Analyzing scRNA-seq data by CCP-assisted UMAP and t-SNE

Single-cell RNA sequencing (scRNA-seq) is a relatively new technology that profiles the transcriptome of individual cells within a tissue or organ, aiming to gain understanding of gene expression, gene regulation, cell-cell interaction, spatial transcriptomics, signal transduction pathways, and more [1]. The typical workflow of scRNA-seq involves cell isolation, RNA extraction, library preparation, sequencing, and data analysis. One of the key challenges in scRNA-seq analysis is the enormous amount of data generated, which can be complex, nonuniform, noisy, unlabeled, and of excessively high dimensions. A typical data analysis pipeline involves data preprocessing, gene expression quantification, normalization and batch correction, dimensionality reduction, cell type identification, differential gene expression analysis, and pathway and functional analysis [2-7]. Principal component analysis (PCA), t-distributed stochastic neighbor embedding (t-SNE), and uniform manifold approximation and projection (UMAP) are some of the most popular approaches for dimensionality reduction, clustering, and visualization of scRNA-seq data.

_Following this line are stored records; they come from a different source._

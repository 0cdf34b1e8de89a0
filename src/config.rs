//! Configuration for claimcheck.
//!
//! Configuration sources (highest priority first):
//! 1. Environment variables (SEARCH_PROVIDER, BING_API_KEY / SEARCH_API_KEY,
//!    SEARCH_ENDPOINT, CLAIMCHECK_*)
//! 2. Config file (.claimcheck/config.yaml, or an explicit path)
//! 3. Defaults
//!
//! Config file discovery:
//! - Searches current directory and parents for .claimcheck/config.yaml
//! - Falls back to the user config directory (claimcheck/config.yaml)
//!
//! Settings are resolved once and handed to the orchestrator at
//! construction; nothing here is read per request.

use std::path::{Path, PathBuf};
use std::time::Duration;

use anyhow::{Context, Result};
use serde::Deserialize;
use tracing::info;

use crate::adapters::ProviderMode;

/// Raw config file schema (matches YAML structure)
#[derive(Debug, Clone, Default, Deserialize)]
pub struct ConfigFile {
    #[serde(default)]
    pub version: Option<String>,
    #[serde(default)]
    pub search: Option<SearchConfig>,
    #[serde(default)]
    pub pipeline: Option<PipelineConfig>,
}

#[derive(Debug, Clone, Default, Deserialize)]
pub struct SearchConfig {
    pub provider: Option<String>,
    pub api_key: Option<String>,
    pub endpoint: Option<String>,
    pub timeout_seconds: Option<u64>,
    pub wikipedia_language: Option<String>,
}

#[derive(Debug, Clone, Default, Deserialize)]
pub struct PipelineConfig {
    pub max_concurrency: Option<usize>,
    pub heartbeat_interval_ms: Option<u64>,
    pub channel_capacity: Option<usize>,
    pub max_input_bytes: Option<usize>,
}

/// Search provider settings
#[derive(Clone)]
pub struct SearchSettings {
    /// Requested provider mode
    pub provider: ProviderMode,
    /// API key for the keyed backend
    pub api_key: Option<String>,
    /// Custom endpoint for the keyed backend
    pub endpoint: Option<String>,
    /// Per-request network timeout
    pub timeout_seconds: u64,
    /// Wikipedia language edition
    pub wikipedia_language: String,
}

impl Default for SearchSettings {
    fn default() -> Self {
        Self {
            provider: ProviderMode::Auto,
            api_key: None,
            endpoint: None,
            timeout_seconds: 10,
            wikipedia_language: "en".to_string(),
        }
    }
}

impl std::fmt::Debug for SearchSettings {
    fn fmt(&self, f: &mut std::fmt::Formatter<'_>) -> std::fmt::Result {
        f.debug_struct("SearchSettings")
            .field("provider", &self.provider)
            .field("has_api_key", &self.api_key().is_some())
            .field("endpoint", &self.endpoint)
            .field("timeout_seconds", &self.timeout_seconds)
            .field("wikipedia_language", &self.wikipedia_language)
            .finish()
    }
}

impl SearchSettings {
    /// The API key, if present and not blank
    pub fn api_key(&self) -> Option<&str> {
        self.api_key
            .as_deref()
            .map(str::trim)
            .filter(|k| !k.is_empty())
    }

    pub fn timeout(&self) -> Duration {
        Duration::from_secs(self.timeout_seconds.max(1))
    }
}

/// Pipeline execution settings
#[derive(Debug, Clone)]
pub struct PipelineSettings {
    /// Claims retrieved concurrently per request
    pub max_concurrency: usize,
    /// Idle gap before a keep-alive frame is emitted
    pub heartbeat_interval_ms: u64,
    /// Bounded stream channel capacity
    pub channel_capacity: usize,
    /// Largest accepted input text
    pub max_input_bytes: usize,
}

impl Default for PipelineSettings {
    fn default() -> Self {
        Self {
            max_concurrency: 4,
            heartbeat_interval_ms: 10_000,
            channel_capacity: 32,
            max_input_bytes: 1_048_576, // 1MB
        }
    }
}

impl PipelineSettings {
    /// Keep-alive gap, floored at 10 ms
    pub fn heartbeat_interval(&self) -> Duration {
        Duration::from_millis(self.heartbeat_interval_ms.max(10))
    }
}

/// Resolved configuration
#[derive(Debug, Clone, Default)]
pub struct Settings {
    pub search: SearchSettings,
    pub pipeline: PipelineSettings,
    /// Path to config file (if one was used)
    pub config_file: Option<PathBuf>,
}

impl Settings {
    /// Resolve settings from the environment and the discovered config file
    pub fn load() -> Result<Self> {
        Self::load_from(None)
    }

    /// Resolve settings, using `path` instead of discovery when given
    pub fn load_from(path: Option<&Path>) -> Result<Self> {
        let config_file = match path {
            Some(path) => Some(path.to_path_buf()),
            None => find_config_file(),
        };

        let file = match config_file {
            Some(ref path) => load_config_file(path)?,
            None => ConfigFile::default(),
        };

        let mut settings = Self::from_file(&file);
        settings.config_file = config_file;
        settings.apply_env(|name| std::env::var(name).ok());
        Ok(settings)
    }

    /// Settings from a parsed config file on top of defaults
    pub fn from_file(file: &ConfigFile) -> Self {
        let mut settings = Self::default();

        if let Some(search) = &file.search {
            if let Some(provider) = &search.provider {
                settings.search.provider = ProviderMode::parse(provider);
            }
            settings.search.api_key = search.api_key.clone();
            settings.search.endpoint = search.endpoint.clone();
            if let Some(timeout) = search.timeout_seconds {
                settings.search.timeout_seconds = timeout;
            }
            if let Some(lang) = &search.wikipedia_language {
                settings.search.wikipedia_language = lang.clone();
            }
        }

        if let Some(pipeline) = &file.pipeline {
            let defaults = PipelineSettings::default();
            settings.pipeline = PipelineSettings {
                max_concurrency: pipeline.max_concurrency.unwrap_or(defaults.max_concurrency),
                heartbeat_interval_ms: pipeline
                    .heartbeat_interval_ms
                    .unwrap_or(defaults.heartbeat_interval_ms),
                channel_capacity: pipeline.channel_capacity.unwrap_or(defaults.channel_capacity),
                max_input_bytes: pipeline.max_input_bytes.unwrap_or(defaults.max_input_bytes),
            };
        }

        settings
    }

    /// Apply environment overrides using `lookup` to read variables
    pub fn apply_env<F>(&mut self, lookup: F)
    where
        F: Fn(&str) -> Option<String>,
    {
        if let Some(provider) = lookup("SEARCH_PROVIDER") {
            self.search.provider = ProviderMode::parse(&provider);
        }

        let key = lookup("BING_API_KEY")
            .filter(|k| !k.trim().is_empty())
            .or_else(|| lookup("SEARCH_API_KEY").filter(|k| !k.trim().is_empty()));
        if key.is_some() {
            self.search.api_key = key;
        }

        if let Some(endpoint) = lookup("SEARCH_ENDPOINT").filter(|e| !e.trim().is_empty()) {
            self.search.endpoint = Some(endpoint);
        }

        if let Some(timeout) = parse_env(&lookup, "CLAIMCHECK_SEARCH_TIMEOUT_SECONDS") {
            self.search.timeout_seconds = timeout;
        }
        if let Some(concurrency) = parse_env(&lookup, "CLAIMCHECK_MAX_CONCURRENCY") {
            self.pipeline.max_concurrency = concurrency;
        }
        if let Some(interval) = parse_env(&lookup, "CLAIMCHECK_HEARTBEAT_INTERVAL_MS") {
            self.pipeline.heartbeat_interval_ms = interval;
        }
    }

    /// Log the effective configuration (the API key itself is never logged)
    pub fn log_snapshot(&self) {
        info!(
            search_provider = %self.search.provider,
            has_api_key = self.search.api_key().is_some(),
            custom_endpoint = self.search.endpoint.is_some(),
            search_timeout_seconds = self.search.timeout_seconds,
            wikipedia_language = %self.search.wikipedia_language,
            max_concurrency = self.pipeline.max_concurrency,
            heartbeat_interval_ms = self.pipeline.heartbeat_interval_ms,
            config_file = ?self.config_file,
            "Effective configuration"
        );
    }
}

fn parse_env<F, T>(lookup: &F, name: &str) -> Option<T>
where
    F: Fn(&str) -> Option<String>,
    T: std::str::FromStr,
{
    lookup(name).and_then(|raw| raw.trim().parse().ok())
}

/// Find config file by searching current directory and parents
fn find_config_file() -> Option<PathBuf> {
    let mut current = std::env::current_dir().ok()?;

    loop {
        let config_path = current.join(".claimcheck").join("config.yaml");
        if config_path.exists() {
            return Some(config_path);
        }

        if !current.pop() {
            break;
        }
    }

    dirs::config_dir()
        .map(|dir| dir.join("claimcheck").join("config.yaml"))
        .filter(|path| path.exists())
}

/// Load and parse config file
fn load_config_file(path: &Path) -> Result<ConfigFile> {
    let content = std::fs::read_to_string(path)
        .with_context(|| format!("Failed to read config file: {}", path.display()))?;

    serde_yaml::from_str(&content)
        .with_context(|| format!("Failed to parse config file: {}", path.display()))
}

#[cfg(test)]
mod tests {
    use super::*;
    use std::collections::HashMap;
    use std::io::Write;
    use tempfile::TempDir;

    fn env(pairs: &[(&str, &str)]) -> impl Fn(&str) -> Option<String> {
        let map: HashMap<String, String> = pairs
            .iter()
            .map(|(k, v)| (k.to_string(), v.to_string()))
            .collect();
        move |name| map.get(name).cloned()
    }

    #[test]
    fn test_defaults() {
        let settings = Settings::default();
        assert_eq!(settings.search.provider, ProviderMode::Auto);
        assert_eq!(settings.search.timeout(), Duration::from_secs(10));
        assert_eq!(settings.pipeline.heartbeat_interval(), Duration::from_secs(10));
        assert_eq!(settings.pipeline.max_concurrency, 4);
        assert!(settings.search.api_key().is_none());
    }

    #[test]
    fn test_config_file_parsing() {
        let temp = TempDir::new().unwrap();
        let dir = temp.path().join(".claimcheck");
        std::fs::create_dir_all(&dir).unwrap();

        let config_path = dir.join("config.yaml");
        let mut file = std::fs::File::create(&config_path).unwrap();
        writeln!(
            file,
            r#"
version: "1.0"
search:
  provider: wikipedia
  timeout_seconds: 3
  wikipedia_language: fr
pipeline:
  max_concurrency: 2
  heartbeat_interval_ms: 500
"#
        )
        .unwrap();

        let parsed = load_config_file(&config_path).unwrap();
        assert_eq!(parsed.version.as_deref(), Some("1.0"));

        let settings = Settings::from_file(&parsed);
        assert_eq!(settings.search.provider, ProviderMode::Wikipedia);
        assert_eq!(settings.search.timeout_seconds, 3);
        assert_eq!(settings.search.wikipedia_language, "fr");
        assert_eq!(settings.pipeline.max_concurrency, 2);
        assert_eq!(settings.pipeline.heartbeat_interval_ms, 500);
        assert_eq!(settings.pipeline.channel_capacity, 32);
    }

    #[test]
    fn test_explicit_path() {
        let temp = TempDir::new().unwrap();
        let config_path = temp.path().join("custom.yaml");
        std::fs::write(&config_path, "search:\n  provider: duckduckgo\n").unwrap();

        let settings = Settings::load_from(Some(&config_path)).unwrap();
        assert_eq!(settings.config_file.as_deref(), Some(config_path.as_path()));
    }

    #[test]
    fn test_invalid_config_file() {
        let temp = TempDir::new().unwrap();
        let config_path = temp.path().join("broken.yaml");
        std::fs::write(&config_path, "search: [unterminated").unwrap();

        assert!(Settings::load_from(Some(&config_path)).is_err());
    }

    #[test]
    fn test_env_overrides() {
        let mut settings = Settings::default();
        settings.apply_env(env(&[
            ("SEARCH_PROVIDER", "bing"),
            ("SEARCH_API_KEY", "secret"),
            ("SEARCH_ENDPOINT", "https://search.example/v7"),
            ("CLAIMCHECK_MAX_CONCURRENCY", "8"),
            ("CLAIMCHECK_HEARTBEAT_INTERVAL_MS", "not-a-number"),
        ]));

        assert_eq!(settings.search.provider, ProviderMode::Bing);
        assert_eq!(settings.search.api_key(), Some("secret"));
        assert_eq!(settings.search.endpoint.as_deref(), Some("https://search.example/v7"));
        assert_eq!(settings.pipeline.max_concurrency, 8);
        assert_eq!(settings.pipeline.heartbeat_interval_ms, 10_000);
    }

    #[test]
    fn test_bing_key_takes_precedence() {
        let mut settings = Settings::default();
        settings.apply_env(env(&[("BING_API_KEY", "first"), ("SEARCH_API_KEY", "second")]));
        assert_eq!(settings.search.api_key(), Some("first"));

        let mut settings = Settings::default();
        settings.apply_env(env(&[("BING_API_KEY", "  "), ("SEARCH_API_KEY", "second")]));
        assert_eq!(settings.search.api_key(), Some("second"));
    }

    #[test]
    fn test_debug_hides_key() {
        let settings = SearchSettings {
            api_key: Some("super-secret".to_string()),
            ..Default::default()
        };
        let rendered = format!("{:?}", settings);
        assert!(!rendered.contains("super-secret"));
        assert!(rendered.contains("has_api_key: true"));
    }
}
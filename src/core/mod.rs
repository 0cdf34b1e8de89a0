//! Core claim-checking logic.
//!
//! This module contains:
//! - Ranker: Evidence similarity, stance and labelling
//! - Query: Search query formulation
//! - Stream: Event numbering and NDJSON framing
//! - Orchestrator: Main execution engine

pub mod orchestrator;
pub mod query;
pub mod ranker;
pub mod stream;

// Re-export commonly used types
pub use orchestrator::{Orchestrator, PipelineError};
pub use query::formulate_query;
pub use ranker::{rank, score_evidence, Ranking};
pub use stream::{error_event, ndjson_line, Sequencer};
//! Command-line interface for claimcheck.
//!
//! Provides commands for checking claims in text, inspecting claim
//! detection, querying the evidence provider, and showing configuration.

use std::io::{self, IsTerminal, Read, Write};
use std::path::PathBuf;
use std::sync::Arc;

use anyhow::{Context, Result};
use clap::{Parser, Subcommand};

use crate::adapters::select_provider;
use crate::config::Settings;
use crate::core::{ndjson_line, Orchestrator};
use crate::domain::{
    EventPayload, InferenceRequest, InferenceStatus, StreamFrame, DEFAULT_TOP_K, MAX_TOP_K,
    MIN_TOP_K,
};
use crate::text::{ClaimDetector, Segmenter, UnicodeSegmenter};

/// claimcheck - Claim detection and evidence-based fact checking
#[derive(Parser, Debug)]
#[command(name = "claimcheck")]
#[command(author, version, about, long_about = None)]
pub struct Cli {
    /// Config file (defaults to .claimcheck/config.yaml in this or a parent directory)
    #[arg(long, global = true)]
    pub config: Option<PathBuf>,

    #[command(subcommand)]
    pub command: Commands,
}

#[derive(Subcommand, Debug)]
pub enum Commands {
    /// Check the claims in a text against web evidence
    Check {
        /// Input file (reads from stdin if not provided)
        #[arg(short, long)]
        input: Option<PathBuf>,

        /// Evidence items kept per claim and direction (clamped to 1..=50)
        #[arg(short = 'k', long, default_value_t = DEFAULT_TOP_K)]
        top_k: usize,

        /// Language hint for the input text
        #[arg(short, long)]
        language: Option<String>,

        /// Emit NDJSON events instead of one aggregate result
        #[arg(long)]
        stream: bool,

        /// Caller metadata echoed in the result (JSON object)
        #[arg(long)]
        metadata: Option<String>,
    },

    /// Show sentences and their claim flags (no network)
    Detect {
        /// Input file (reads from stdin if not provided)
        #[arg(short, long)]
        input: Option<PathBuf>,
    },

    /// Query the configured evidence provider directly
    Search {
        /// Search query
        query: String,

        /// Maximum number of results
        #[arg(short, long, default_value_t = DEFAULT_TOP_K)]
        limit: usize,
    },

    /// Show resolved configuration (debug)
    Config,
}

impl Cli {
    /// Execute the CLI command
    pub async fn execute(self) -> Result<()> {
        let settings = Settings::load_from(self.config.as_deref())?;
        settings.log_snapshot();

        match self.command {
            Commands::Check {
                input,
                top_k,
                language,
                stream,
                metadata,
            } => {
                let mut request = InferenceRequest::new(read_input(input)?)
                    .with_top_k(top_k)
                    .with_streaming(stream);
                if let Some(language) = language {
                    request = request.with_language(language);
                }
                if let Some(raw) = metadata {
                    request = request.with_metadata(parse_metadata(&raw)?);
                }
                check(&settings, request).await
            }
            Commands::Detect { input } => detect(&settings, &read_input(input)?),
            Commands::Search { query, limit } => search(&settings, &query, limit).await,
            Commands::Config => show_config(&settings),
        }
    }
}

/// Read text from a file, or from stdin when it is piped
fn read_input(input_file: Option<PathBuf>) -> Result<String> {
    if let Some(path) = input_file {
        return std::fs::read_to_string(&path)
            .with_context(|| format!("Failed to read input file: {}", path.display()));
    }

    if io::stdin().is_terminal() {
        anyhow::bail!("No input provided. Use --input <file> or pipe to stdin");
    }

    let mut buffer = String::new();
    io::stdin()
        .read_to_string(&mut buffer)
        .context("Failed to read from stdin")?;
    Ok(buffer)
}

fn parse_metadata(raw: &str) -> Result<serde_json::Map<String, serde_json::Value>> {
    serde_json::from_str(raw).context("--metadata must be a JSON object")
}

/// Run a check and print the aggregate result or the event stream
async fn check(settings: &Settings, request: InferenceRequest) -> Result<()> {
    let orchestrator = Arc::new(Orchestrator::new(settings));

    if !request.streaming {
        let result = orchestrator.run(&request).await;
        println!(
            "{}",
            serde_json::to_string_pretty(&result).context("Failed to encode result")?
        );
        if result.status == InferenceStatus::Error {
            std::process::exit(1);
        }
        return Ok(());
    }

    let mut frames = orchestrator.stream(request);
    let stdout = io::stdout();
    let mut failed = false;

    while let Some(frame) = frames.recv().await {
        if let StreamFrame::Event(event) = &frame {
            failed |= matches!(event.payload, EventPayload::Error(_));
        }
        let line = ndjson_line(&frame).context("Failed to encode event")?;
        let mut out = stdout.lock();
        out.write_all(line.as_bytes())
            .and_then(|_| out.flush())
            .context("Failed to write event")?;
    }

    if failed {
        std::process::exit(1);
    }
    Ok(())
}

/// Print each sentence with its claim flag
fn detect(settings: &Settings, text: &str) -> Result<()> {
    let segmenter = UnicodeSegmenter::new(settings.pipeline.max_input_bytes);
    let detector = ClaimDetector::default();
    let spans = segmenter.segment(text).context("Failed to segment input")?;

    if spans.is_empty() {
        println!("No sentences found");
        return Ok(());
    }

    println!("{:<5} {:<7} {}", "#", "CLAIM", "SENTENCE");
    println!("{}", "-".repeat(75));
    for (index, span) in spans.iter().enumerate() {
        let flag = if detector.detect(&span.text) { "yes" } else { "no" };
        println!("{:<5} {:<7} {}", index, flag, span.text);
    }

    Ok(())
}

/// Run the selected provider and print normalized items
async fn search(settings: &Settings, query: &str, limit: usize) -> Result<()> {
    let provider = select_provider(&settings.search);
    let items = provider
        .search(query, limit.clamp(MIN_TOP_K, MAX_TOP_K))
        .await;

    eprintln!("{} result(s) from {}", items.len(), provider.name());
    println!(
        "{}",
        serde_json::to_string_pretty(&items).context("Failed to encode results")?
    );
    Ok(())
}

/// Show the resolved configuration (for debugging)
fn show_config(settings: &Settings) -> Result<()> {
    let search = &settings.search;
    let pipeline = &settings.pipeline;

    println!(
        "Config file: {}",
        settings
            .config_file
            .as_ref()
            .map(|p| p.display().to_string())
            .unwrap_or_else(|| "(none - using defaults)".to_string())
    );
    println!();
    println!("Search:");
    println!("  Provider mode:      {}", search.provider);
    println!("  API key:            {}", if search.api_key().is_some() { "set" } else { "not set" });
    println!("  Endpoint:           {}", search.endpoint.as_deref().unwrap_or("(default)"));
    println!("  Timeout:            {}s", search.timeout_seconds);
    println!("  Wikipedia language: {}", search.wikipedia_language);
    println!();
    println!("Pipeline:");
    println!("  Max concurrency:    {}", pipeline.max_concurrency);
    println!("  Heartbeat interval: {}ms", pipeline.heartbeat_interval_ms);
    println!("  Channel capacity:   {}", pipeline.channel_capacity);
    println!("  Max input size:     {} bytes", pipeline.max_input_bytes);

    Ok(())
}

#[cfg(test)]
mod tests {
    use super::*;

    #[test]
    fn test_parse_check_command() {
        let cli = Cli::parse_from([
            "claimcheck",
            "check",
            "--top-k",
            "0",
            "--stream",
            "--metadata",
            r#"{"source":"test"}"#,
        ]);

        match cli.command {
            Commands::Check {
                top_k,
                stream,
                metadata,
                input,
                ..
            } => {
                assert_eq!(top_k, 0);
                assert!(stream);
                assert!(input.is_none());
                assert_eq!(parse_metadata(&metadata.unwrap()).unwrap()["source"], "test");
            }
            other => panic!("unexpected command: {:?}", other),
        }
    }

    #[test]
    fn test_global_config_flag() {
        let cli = Cli::parse_from(["claimcheck", "search", "earth", "--config", "/tmp/c.yaml"]);
        assert_eq!(cli.config, Some(PathBuf::from("/tmp/c.yaml")));
        assert!(matches!(cli.command, Commands::Search { limit: 5, .. }));
    }

    #[test]
    fn test_metadata_must_be_object() {
        assert!(parse_metadata("[1, 2]").is_err());
        assert!(parse_metadata("not json").is_err());
    }

    #[test]
    fn test_read_input_file() {
        let dir = tempfile::tempdir().unwrap();
        let path = dir.path().join("input.txt");
        std::fs::write(&path, "Paris is the capital of France.").unwrap();

        assert_eq!(read_input(Some(path)).unwrap(), "Paris is the capital of France.");
        assert!(read_input(Some(dir.path().join("missing.txt"))).is_err());
    }
}
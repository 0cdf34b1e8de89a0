//! Event numbering and NDJSON framing for streamed runs.

use crate::domain::{
    ClaimResult, ErrorPayload, EventPayload, RunSummary, Sentence, SentencePayload, StreamEvent,
    StreamFrame,
};

/// Assigns sequence numbers to the events of one stream.
///
/// Numbers start at 0 and increase by exactly one per event.
#[derive(Debug, Default)]
pub struct Sequencer {
    next_seq: u64,
}

impl Sequencer {
    pub fn new() -> Self {
        Self::default()
    }

    /// Sequence number the next event will get
    pub fn peek(&self) -> u64 {
        self.next_seq
    }

    /// Number a payload
    pub fn next(&mut self, payload: EventPayload, progress: Option<f64>) -> StreamEvent {
        let seq = self.next_seq;
        self.next_seq += 1;
        StreamEvent {
            payload,
            seq,
            progress,
        }
    }

    pub fn sentence(&mut self, index: usize, total: usize, sentence: Sentence) -> StreamEvent {
        self.next(
            EventPayload::Sentence(SentencePayload { index, sentence }),
            Some(fraction(index + 1, total)),
        )
    }

    /// Evidence then score event for one claim
    pub fn claim(
        &mut self,
        claim_index: usize,
        claim_total: usize,
        result: ClaimResult,
    ) -> (StreamEvent, StreamEvent) {
        let (evidence, score) = result.into_payloads();
        let evidence = self.next(EventPayload::Evidence(evidence), None);
        let score = self.next(
            EventPayload::Score(score),
            Some(fraction(claim_index + 1, claim_total)),
        );
        (evidence, score)
    }

    pub fn done(&mut self, summary: RunSummary) -> StreamEvent {
        self.next(EventPayload::Done(summary), Some(1.0))
    }
}

/// Fatal pipeline error event; always numbered 0
pub fn error_event(message: impl Into<String>) -> StreamEvent {
    StreamEvent {
        payload: EventPayload::Error(ErrorPayload {
            message: message.into(),
        }),
        seq: 0,
        progress: None,
    }
}

fn fraction(done: usize, total: usize) -> f64 {
    if total == 0 {
        1.0
    } else {
        (done as f64 / total as f64).clamp(0.0, 1.0)
    }
}

/// Encode a frame as one NDJSON line (with trailing newline).
///
/// Heartbeats are the empty object `{}`.
pub fn ndjson_line(frame: &StreamFrame) -> serde_json::Result<String> {
    let mut line = match frame {
        StreamFrame::Event(event) => serde_json::to_string(event)?,
        StreamFrame::Heartbeat => "{}".to_string(),
    };
    line.push('\n');
    Ok(line)
}
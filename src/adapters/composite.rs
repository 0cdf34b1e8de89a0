//! Provider that chains several backends.

use std::collections::HashSet;
use std::sync::Arc;

use async_trait::async_trait;
use tracing::{debug, warn};

use super::{normalize_items, EvidenceProvider, ProviderError};
use crate::domain::EvidenceItem;

/// Queries backends in order, de-duplicating by URL, until `limit`
/// unique items are collected or every backend has been tried.
///
/// A failing backend is logged and skipped.
pub struct CompositeProvider {
    name: String,
    backends: Vec<Arc<dyn EvidenceProvider>>,
}

impl CompositeProvider {
    pub fn new(backends: Vec<Arc<dyn EvidenceProvider>>) -> Self {
        let names: Vec<&str> = backends.iter().map(|b| b.name()).collect();
        Self {
            name: format!("composite({})", names.join("+")),
            backends,
        }
    }

    pub fn backends(&self) -> &[Arc<dyn EvidenceProvider>] {
        &self.backends
    }
}

#[async_trait]
impl EvidenceProvider for CompositeProvider {
    fn name(&self) -> &str {
        &self.name
    }

    async fn try_search(
        &self,
        query: &str,
        limit: usize,
    ) -> Result<Vec<EvidenceItem>, ProviderError> {
        let mut seen: HashSet<String> = HashSet::new();
        let mut collected = Vec::with_capacity(limit);

        for backend in &self.backends {
            if collected.len() >= limit {
                break;
            }

            let items = match backend.try_search(query, limit).await {
                Ok(items) => normalize_items(items, usize::MAX),
                Err(e) => {
                    warn!(
                        provider = backend.name(),
                        error = %e,
                        "Backend failed, trying next"
                    );
                    continue;
                }
            };

            let before = collected.len();
            for item in items {
                if collected.len() >= limit {
                    break;
                }
                if seen.insert(item.url.clone()) {
                    collected.push(item);
                }
            }
            debug!(
                provider = backend.name(),
                added = collected.len() - before,
                total = collected.len(),
                "Backend contributed"
            );
        }

        Ok(collected)
    }
}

PCA is a classical technique used for dimensionality reduction and visualization. It identifies the most important patterns and correlations in a high-dimensional dataset and expresses them as a linear combination of new and orthogonal components. Among them, the first few components are often regarded as principal components, which can be used to visualize the scRNA-seq data in a lower-dimensional space or to identify important gene expression patterns.